#### What is being asked:
Using the string "Debug" as the key, pull each matching line out of the records below.

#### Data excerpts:
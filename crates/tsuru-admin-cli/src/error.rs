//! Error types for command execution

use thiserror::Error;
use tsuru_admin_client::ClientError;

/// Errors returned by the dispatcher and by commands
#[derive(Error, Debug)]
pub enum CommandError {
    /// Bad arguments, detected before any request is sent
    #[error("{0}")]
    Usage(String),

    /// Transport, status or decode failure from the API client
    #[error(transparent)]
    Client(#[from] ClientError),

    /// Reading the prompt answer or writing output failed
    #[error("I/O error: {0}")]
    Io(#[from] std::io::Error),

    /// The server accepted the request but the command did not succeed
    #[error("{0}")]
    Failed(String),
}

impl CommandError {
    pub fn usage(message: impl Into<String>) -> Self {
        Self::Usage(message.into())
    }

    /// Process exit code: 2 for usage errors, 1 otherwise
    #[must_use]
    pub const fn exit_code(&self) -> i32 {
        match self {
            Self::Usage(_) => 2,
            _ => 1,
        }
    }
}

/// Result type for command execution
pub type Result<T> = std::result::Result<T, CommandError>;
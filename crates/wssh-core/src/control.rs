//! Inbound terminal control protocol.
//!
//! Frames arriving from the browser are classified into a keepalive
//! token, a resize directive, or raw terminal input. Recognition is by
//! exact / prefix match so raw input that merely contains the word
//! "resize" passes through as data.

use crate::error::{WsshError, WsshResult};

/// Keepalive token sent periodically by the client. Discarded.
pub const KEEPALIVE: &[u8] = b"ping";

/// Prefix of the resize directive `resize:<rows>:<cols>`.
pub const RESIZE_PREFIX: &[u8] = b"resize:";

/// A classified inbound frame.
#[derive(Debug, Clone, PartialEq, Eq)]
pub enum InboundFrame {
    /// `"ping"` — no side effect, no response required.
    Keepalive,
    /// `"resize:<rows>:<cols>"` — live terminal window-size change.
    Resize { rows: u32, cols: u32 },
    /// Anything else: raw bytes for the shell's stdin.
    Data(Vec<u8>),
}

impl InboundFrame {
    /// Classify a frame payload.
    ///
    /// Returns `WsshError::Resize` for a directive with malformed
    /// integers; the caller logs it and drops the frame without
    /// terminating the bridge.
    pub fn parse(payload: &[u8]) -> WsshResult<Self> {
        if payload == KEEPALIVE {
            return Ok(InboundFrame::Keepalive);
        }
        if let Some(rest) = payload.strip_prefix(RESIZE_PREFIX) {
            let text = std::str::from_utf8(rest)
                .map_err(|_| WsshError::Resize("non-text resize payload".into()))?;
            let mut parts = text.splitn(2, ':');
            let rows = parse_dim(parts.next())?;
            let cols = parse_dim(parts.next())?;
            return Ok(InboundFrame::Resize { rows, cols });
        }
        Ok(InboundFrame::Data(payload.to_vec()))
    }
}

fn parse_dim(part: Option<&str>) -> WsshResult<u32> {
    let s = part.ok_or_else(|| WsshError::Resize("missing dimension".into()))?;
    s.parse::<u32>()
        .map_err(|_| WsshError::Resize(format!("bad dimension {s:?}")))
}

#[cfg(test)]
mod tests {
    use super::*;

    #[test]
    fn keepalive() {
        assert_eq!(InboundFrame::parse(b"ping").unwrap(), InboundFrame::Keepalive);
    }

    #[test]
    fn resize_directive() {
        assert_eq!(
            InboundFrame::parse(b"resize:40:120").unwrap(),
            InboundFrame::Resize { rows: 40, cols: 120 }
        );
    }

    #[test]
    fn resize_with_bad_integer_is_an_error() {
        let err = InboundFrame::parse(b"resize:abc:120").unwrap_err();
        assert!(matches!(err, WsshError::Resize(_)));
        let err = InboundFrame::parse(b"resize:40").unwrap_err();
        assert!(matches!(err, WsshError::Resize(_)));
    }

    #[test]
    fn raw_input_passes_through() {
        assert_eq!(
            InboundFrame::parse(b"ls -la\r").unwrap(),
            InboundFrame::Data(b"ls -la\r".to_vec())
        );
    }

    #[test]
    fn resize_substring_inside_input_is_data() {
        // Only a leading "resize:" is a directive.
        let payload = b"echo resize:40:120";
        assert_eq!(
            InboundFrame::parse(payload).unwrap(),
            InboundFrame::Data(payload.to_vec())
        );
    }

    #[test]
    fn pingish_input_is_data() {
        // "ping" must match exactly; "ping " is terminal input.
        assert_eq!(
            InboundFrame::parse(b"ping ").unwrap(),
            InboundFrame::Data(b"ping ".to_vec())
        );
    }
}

#### Finished task:
#[derive(Error, Debug)]
#[derive(Debug, Clone, PartialEq, Eq)]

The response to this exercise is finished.